Stored entries =>
= Beginning of Section =
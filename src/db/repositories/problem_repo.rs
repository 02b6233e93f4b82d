//! Problem repository

use async_trait::async_trait;
use sqlx::{PgExecutor, PgPool};

use super::ProblemRepo;
use crate::{
    error::AppResult,
    models::{Problem, TestCase, Verdict},
};

/// PostgreSQL-backed problem repository
#[derive(Clone)]
pub struct ProblemRepository {
    pool: PgPool,
}

impl ProblemRepository {
    pub fn new(pool: PgPool) -> Self {
        Self { pool }
    }

    /// Bump the submission counter and the verdict's counter in one statement
    pub async fn increment_counters<'e, E>(
        executor: E,
        problem_id: i64,
        verdict: Verdict,
    ) -> AppResult<()>
    where
        E: PgExecutor<'e>,
    {
        let sql = match verdict.counter_column() {
            Some(column) => format!(
                "UPDATE problems SET submission_count = submission_count + 1, \
                 {column} = {column} + 1, updated_at = NOW() WHERE id = $1"
            ),
            None => "UPDATE problems SET submission_count = submission_count + 1, \
                     updated_at = NOW() WHERE id = $1"
                .to_string(),
        };

        sqlx::query(&sql).bind(problem_id).execute(executor).await?;

        Ok(())
    }
}

#[async_trait]
impl ProblemRepo for ProblemRepository {
    async fn find_by_id(&self, id: i64) -> AppResult<Option<Problem>> {
        let problem = sqlx::query_as::<_, Problem>(r#"SELECT * FROM problems WHERE id = $1"#)
            .bind(id)
            .fetch_optional(&self.pool)
            .await?;

        Ok(problem)
    }

    async fn test_cases(&self, problem_id: i64) -> AppResult<Vec<TestCase>> {
        let test_cases = sqlx::query_as::<_, TestCase>(
            r#"
            SELECT * FROM test_cases
            WHERE problem_id = $1
            ORDER BY order_index ASC, id ASC
            "#,
        )
        .bind(problem_id)
        .fetch_all(&self.pool)
        .await?;

        Ok(test_cases)
    }

    async fn sample_cases(&self, problem_id: i64) -> AppResult<Vec<TestCase>> {
        let test_cases = sqlx::query_as::<_, TestCase>(
            r#"
            SELECT * FROM test_cases
            WHERE problem_id = $1 AND is_sample = TRUE AND is_hidden = FALSE
            ORDER BY order_index ASC, id ASC
            "#,
        )
        .bind(problem_id)
        .fetch_all(&self.pool)
        .await?;

        Ok(test_cases)
    }
}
= End of Section =
ACTIVITY => For each line shown above, write an exact copy.

RESPONSE =>
filename src/db/repositories/problem_repo.rs
repository 02b6233e93f4b82d
//! Problem repository

use async_trait::async_trait;
use sqlx::{PgExecutor, PgPool};

use super::ProblemRepo;
use crate::{
    error::AppResult,
    models::{Problem, TestCase, Verdict},
};

/// PostgreSQL-backed problem repository
#[derive(Clone)]
pub struct ProblemRepository {
    pool: PgPool,
}

impl ProblemRepository {
    pub fn new(pool: PgPool) -> Self {
        Self { pool }
    }

    /// Bump the submission counter and the verdict's counter in one statement
    pub async fn increment_counters<'e, E>(
        executor: E,
        problem_id: i64,
        verdict: Verdict,
    ) -> AppResult<()>
    where
        E: PgExecutor<'e>,
    {
        let sql = match verdict.counter_column() {
            Some(column) => format!(
                "UPDATE problems SET submission_count = submission_count + 1, \
                 {column} = {column} + 1, updated_at = NOW() WHERE id = $1"
            ),
            None => "UPDATE problems SET submission_count = submission_count + 1, \
                     updated_at = NOW() WHERE id = $1"
                .to_string(),
        };

        sqlx::query(&sql).bind(problem_id).execute(executor).await?;

        Ok(())
    }
}

#[async_trait]
impl ProblemRepo for ProblemRepository {
    async fn find_by_id(&self, id: i64) -> AppResult<Option<Problem>> {
        let problem = sqlx::query_as::<_, Problem>(r#"SELECT * FROM problems WHERE id = $1"#)
            .bind(id)
            .fetch_optional(&self.pool)
            .await?;

        Ok(problem)
    }

    async fn test_cases(&self, problem_id: i64) -> AppResult<Vec<TestCase>> {
        let test_cases = sqlx::query_as::<_, TestCase>(
            r#"
            SELECT * FROM test_cases
            WHERE problem_id = $1
            ORDER BY order_index ASC, id ASC
            "#,
        )
        .bind(problem_id)
        .fetch_all(&self.pool)
        .await?;

        Ok(test_cases)
    }

    async fn sample_cases(&self, problem_id: i64) -> AppResult<Vec<TestCase>> {
        let test_cases = sqlx::query_as::<_, TestCase>(
            r#"
            SELECT * FROM test_cases
            WHERE problem_id = $1 AND is_sample = TRUE AND is_hidden = FALSE
            ORDER BY order_index ASC, id ASC
            "#,
        )
        .bind(problem_id)
        .fetch_all(&self.pool)
        .await?;

        Ok(test_cases)
    }
}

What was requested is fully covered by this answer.